SUPPLIED MATERIAL: Begin

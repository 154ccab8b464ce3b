//! In-process parameter sweep: weighted mean response time for a fixed
//! workload as a function of the fast-group size and the run length.

use rand::rngs::StdRng;
use rand::SeedableRng;
use tracing::debug;

use crate::error::{Result, SimError};
use crate::queues::random_generator::{RandomGenerator, RandomParams};
use crate::queues::tandem_network::{simulate, OverflowPolicy, SimulationConfig, StopCondition};
use crate::report::summarize;

#[derive(Clone, Debug, PartialEq)]
pub struct SweepParameters {
    pub total_servers: usize,
    pub time_limit: f64,
    pub workload: RandomParams,
    pub w0: f64,
    pub w1: f64,
    pub overflow: OverflowPolicy,
}

impl Default for SweepParameters {
    fn default() -> Self {
        SweepParameters {
            total_servers: 10,
            time_limit: 3.3,
            workload: RandomParams {
                lambda: 3.1, a2l: 0.85, a2u: 1.21,
                p0: 0.74,
                alpha0: 0.5, beta0: 5.7, eta0: 1.9,
                alpha1: 2.7, eta1: 2.5,
            },
            w0: 0.83,
            w1: 0.059,
            overflow: OverflowPolicy::Restart,
        }
    }
}

/// Runs exactly `jobs` generated jobs with `fast_servers` in the fast group.
pub fn weighted_response_time(params: &SweepParameters, fast_servers: usize, jobs: usize, seed: u64) -> Result<f64> {
    if fast_servers > params.total_servers {
        return Err(SimError::InvalidParameter(
            format!("{} fast servers out of {} in total", fast_servers, params.total_servers)));
    }
    let config = SimulationConfig::new(fast_servers, params.total_servers - fast_servers, params.time_limit)
        .with_overflow(params.overflow)
        .with_stop(StopCondition::Jobs(jobs));
    let mut source = RandomGenerator::new(&params.workload, None, StdRng::seed_from_u64(seed))?;

    let (finished, _) = simulate(config, &mut source)?;
    let weighted = summarize(&finished).weighted(params.w0, params.w1);
    debug!(fast_servers, jobs, seed, weighted, "sweep point");
    Ok(weighted)
}

/// Evaluates run lengths `1, 1 + step, ...` below `max_jobs`.
pub fn length_series(params: &SweepParameters, fast_servers: usize, seed: u64, max_jobs: usize, step: usize)
    -> Result<Vec<(usize, f64)>>
{
    if step == 0 {
        return Err(SimError::InvalidParameter("step must be positive".to_owned()));
    }
    (1..max_jobs).step_by(step)
        .map(|jobs| Ok((jobs, weighted_response_time(params, fast_servers, jobs, seed)?)))
        .collect()
}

SUPPLIED MATERIAL: End

**EXERCISE BRIEF:**
The lines to return run from the one containing "if step == 0" through the last line of the records above. Give them exactly and include nothing more.

**EXERCISE OUTPUT:**
    if step == 0 {
        return Err(SimError::InvalidParameter("step must be positive".to_owned()));
    }
    (1..max_jobs).step_by(step)
        .map(|jobs| Ok((jobs, weighted_response_time(params, fast_servers, jobs, seed)?)))
        .collect()
}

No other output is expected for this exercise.